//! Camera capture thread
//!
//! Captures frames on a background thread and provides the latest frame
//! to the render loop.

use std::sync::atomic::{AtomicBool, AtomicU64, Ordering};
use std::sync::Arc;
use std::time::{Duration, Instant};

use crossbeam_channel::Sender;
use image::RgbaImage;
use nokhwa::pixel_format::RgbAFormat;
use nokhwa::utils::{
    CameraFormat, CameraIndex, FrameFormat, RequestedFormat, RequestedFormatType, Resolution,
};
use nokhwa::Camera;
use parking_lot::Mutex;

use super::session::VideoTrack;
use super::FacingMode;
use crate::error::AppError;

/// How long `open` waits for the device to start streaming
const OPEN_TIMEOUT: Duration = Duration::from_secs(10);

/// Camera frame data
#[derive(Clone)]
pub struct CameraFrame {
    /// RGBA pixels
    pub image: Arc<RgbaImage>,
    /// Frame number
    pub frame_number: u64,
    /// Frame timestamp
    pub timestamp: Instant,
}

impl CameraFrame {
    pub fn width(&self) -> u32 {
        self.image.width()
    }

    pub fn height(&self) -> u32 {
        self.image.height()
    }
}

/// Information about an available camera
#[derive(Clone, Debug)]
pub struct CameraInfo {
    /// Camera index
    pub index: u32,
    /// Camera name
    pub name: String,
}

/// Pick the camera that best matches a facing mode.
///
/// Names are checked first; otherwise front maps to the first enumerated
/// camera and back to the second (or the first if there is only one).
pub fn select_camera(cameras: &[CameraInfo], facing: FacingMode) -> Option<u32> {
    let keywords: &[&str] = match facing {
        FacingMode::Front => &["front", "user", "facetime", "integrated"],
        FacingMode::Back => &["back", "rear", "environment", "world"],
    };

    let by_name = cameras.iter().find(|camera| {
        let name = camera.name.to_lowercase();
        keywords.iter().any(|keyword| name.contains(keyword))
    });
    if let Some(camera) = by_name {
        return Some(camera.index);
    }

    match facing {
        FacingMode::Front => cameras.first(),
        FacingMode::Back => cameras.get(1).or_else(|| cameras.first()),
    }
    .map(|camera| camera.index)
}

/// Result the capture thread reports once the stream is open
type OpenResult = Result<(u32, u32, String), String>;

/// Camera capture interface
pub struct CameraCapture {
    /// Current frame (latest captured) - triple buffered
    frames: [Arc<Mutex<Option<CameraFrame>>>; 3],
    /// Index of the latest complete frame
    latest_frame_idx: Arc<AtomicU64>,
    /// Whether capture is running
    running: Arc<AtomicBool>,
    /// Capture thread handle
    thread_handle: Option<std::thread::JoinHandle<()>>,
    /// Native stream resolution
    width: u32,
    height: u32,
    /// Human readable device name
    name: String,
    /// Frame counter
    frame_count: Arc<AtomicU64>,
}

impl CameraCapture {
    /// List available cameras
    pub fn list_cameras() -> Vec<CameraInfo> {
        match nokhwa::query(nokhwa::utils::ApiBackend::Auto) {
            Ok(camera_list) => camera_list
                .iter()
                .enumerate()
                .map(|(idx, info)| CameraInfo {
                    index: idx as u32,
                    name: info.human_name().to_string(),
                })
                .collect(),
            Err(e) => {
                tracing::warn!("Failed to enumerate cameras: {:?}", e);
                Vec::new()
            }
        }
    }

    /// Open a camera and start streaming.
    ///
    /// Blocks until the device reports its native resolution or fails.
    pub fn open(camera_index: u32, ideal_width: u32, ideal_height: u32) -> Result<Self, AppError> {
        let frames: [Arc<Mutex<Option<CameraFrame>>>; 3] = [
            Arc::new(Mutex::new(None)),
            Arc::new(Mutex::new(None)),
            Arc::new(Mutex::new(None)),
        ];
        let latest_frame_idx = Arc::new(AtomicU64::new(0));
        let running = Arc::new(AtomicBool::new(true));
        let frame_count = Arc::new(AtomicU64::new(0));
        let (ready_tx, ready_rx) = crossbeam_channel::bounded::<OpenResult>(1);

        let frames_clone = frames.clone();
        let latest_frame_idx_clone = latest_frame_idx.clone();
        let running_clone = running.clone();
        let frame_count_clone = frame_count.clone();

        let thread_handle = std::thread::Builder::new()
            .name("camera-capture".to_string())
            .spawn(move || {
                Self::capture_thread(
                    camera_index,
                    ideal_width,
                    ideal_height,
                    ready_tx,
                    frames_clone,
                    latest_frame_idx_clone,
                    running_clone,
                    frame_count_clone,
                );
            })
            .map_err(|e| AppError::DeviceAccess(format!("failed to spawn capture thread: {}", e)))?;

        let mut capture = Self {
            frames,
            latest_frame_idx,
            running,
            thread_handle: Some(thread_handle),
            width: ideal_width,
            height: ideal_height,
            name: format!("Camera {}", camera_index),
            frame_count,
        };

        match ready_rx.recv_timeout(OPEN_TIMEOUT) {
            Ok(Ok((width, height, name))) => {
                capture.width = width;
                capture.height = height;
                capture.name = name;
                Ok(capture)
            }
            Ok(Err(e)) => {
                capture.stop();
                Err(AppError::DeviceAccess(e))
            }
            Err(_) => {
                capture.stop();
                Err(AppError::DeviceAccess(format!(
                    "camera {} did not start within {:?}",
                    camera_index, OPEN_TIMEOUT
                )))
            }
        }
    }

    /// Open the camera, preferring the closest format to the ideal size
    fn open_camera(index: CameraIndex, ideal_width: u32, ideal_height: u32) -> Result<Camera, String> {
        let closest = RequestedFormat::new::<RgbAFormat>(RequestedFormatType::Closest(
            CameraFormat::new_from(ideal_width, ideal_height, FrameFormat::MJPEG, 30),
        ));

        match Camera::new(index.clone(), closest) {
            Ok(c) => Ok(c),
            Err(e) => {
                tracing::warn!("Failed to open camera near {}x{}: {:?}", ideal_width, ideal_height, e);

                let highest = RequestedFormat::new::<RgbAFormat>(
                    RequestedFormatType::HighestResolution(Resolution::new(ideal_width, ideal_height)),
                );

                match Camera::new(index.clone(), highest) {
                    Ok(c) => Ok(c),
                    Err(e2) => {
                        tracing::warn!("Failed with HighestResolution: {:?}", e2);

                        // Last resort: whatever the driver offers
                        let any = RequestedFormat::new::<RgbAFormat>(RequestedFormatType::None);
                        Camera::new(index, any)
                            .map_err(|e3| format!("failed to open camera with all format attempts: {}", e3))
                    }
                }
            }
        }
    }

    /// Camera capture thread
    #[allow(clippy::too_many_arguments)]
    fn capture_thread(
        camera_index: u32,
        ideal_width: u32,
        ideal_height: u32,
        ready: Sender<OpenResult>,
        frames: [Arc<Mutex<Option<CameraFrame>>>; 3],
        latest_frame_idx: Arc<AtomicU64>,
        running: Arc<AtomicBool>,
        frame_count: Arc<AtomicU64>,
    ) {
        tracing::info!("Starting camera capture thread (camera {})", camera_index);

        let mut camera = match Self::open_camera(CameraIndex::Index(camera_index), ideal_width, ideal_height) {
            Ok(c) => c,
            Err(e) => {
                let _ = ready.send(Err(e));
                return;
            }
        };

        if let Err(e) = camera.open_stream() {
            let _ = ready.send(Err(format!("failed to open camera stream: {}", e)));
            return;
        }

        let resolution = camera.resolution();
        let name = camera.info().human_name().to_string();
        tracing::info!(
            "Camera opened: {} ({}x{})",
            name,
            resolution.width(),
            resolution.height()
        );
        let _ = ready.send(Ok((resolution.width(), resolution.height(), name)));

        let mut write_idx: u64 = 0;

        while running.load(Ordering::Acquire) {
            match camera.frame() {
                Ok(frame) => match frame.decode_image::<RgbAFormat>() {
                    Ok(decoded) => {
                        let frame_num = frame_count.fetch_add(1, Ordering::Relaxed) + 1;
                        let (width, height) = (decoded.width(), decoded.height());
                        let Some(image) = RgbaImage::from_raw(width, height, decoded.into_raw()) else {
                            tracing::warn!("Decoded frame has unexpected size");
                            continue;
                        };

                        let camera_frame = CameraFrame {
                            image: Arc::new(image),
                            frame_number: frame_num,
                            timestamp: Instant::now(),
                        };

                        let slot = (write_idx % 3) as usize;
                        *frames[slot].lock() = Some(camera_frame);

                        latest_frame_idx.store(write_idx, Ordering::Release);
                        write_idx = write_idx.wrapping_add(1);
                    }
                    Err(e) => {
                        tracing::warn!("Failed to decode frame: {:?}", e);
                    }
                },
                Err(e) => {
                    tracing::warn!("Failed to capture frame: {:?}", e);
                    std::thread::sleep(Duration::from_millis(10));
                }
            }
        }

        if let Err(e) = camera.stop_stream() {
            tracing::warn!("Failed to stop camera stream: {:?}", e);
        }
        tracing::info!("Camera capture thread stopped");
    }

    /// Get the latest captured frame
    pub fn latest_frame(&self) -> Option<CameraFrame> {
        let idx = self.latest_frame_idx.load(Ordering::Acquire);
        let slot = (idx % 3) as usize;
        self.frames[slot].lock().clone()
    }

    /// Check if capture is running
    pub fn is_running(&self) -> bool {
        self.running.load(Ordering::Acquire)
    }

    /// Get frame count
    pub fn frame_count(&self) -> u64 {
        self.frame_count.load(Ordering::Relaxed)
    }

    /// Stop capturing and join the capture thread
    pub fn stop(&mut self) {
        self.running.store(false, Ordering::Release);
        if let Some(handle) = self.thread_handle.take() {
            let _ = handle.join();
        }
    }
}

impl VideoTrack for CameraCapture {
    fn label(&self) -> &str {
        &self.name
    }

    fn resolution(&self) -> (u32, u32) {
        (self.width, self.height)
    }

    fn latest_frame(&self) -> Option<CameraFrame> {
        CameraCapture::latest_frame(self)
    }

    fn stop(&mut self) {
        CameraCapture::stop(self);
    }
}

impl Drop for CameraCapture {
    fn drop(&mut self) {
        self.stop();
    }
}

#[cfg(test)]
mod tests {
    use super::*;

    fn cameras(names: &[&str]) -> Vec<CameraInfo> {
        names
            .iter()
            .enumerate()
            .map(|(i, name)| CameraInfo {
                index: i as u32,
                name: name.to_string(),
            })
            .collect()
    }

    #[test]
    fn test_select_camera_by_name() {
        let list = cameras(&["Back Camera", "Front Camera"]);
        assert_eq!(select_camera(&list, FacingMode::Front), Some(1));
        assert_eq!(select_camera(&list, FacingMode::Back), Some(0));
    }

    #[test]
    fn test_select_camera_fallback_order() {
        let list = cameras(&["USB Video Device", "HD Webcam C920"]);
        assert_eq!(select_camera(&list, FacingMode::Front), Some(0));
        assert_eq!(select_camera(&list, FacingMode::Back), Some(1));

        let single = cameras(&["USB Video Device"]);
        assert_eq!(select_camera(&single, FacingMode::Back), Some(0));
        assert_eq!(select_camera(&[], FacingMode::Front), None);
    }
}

Activity: Find every line above that contains the word "keywords", and return each one.

Answer section:
    let keywords: &[&str] = match facing {
        keywords.iter().any(|keyword| name.contains(keyword))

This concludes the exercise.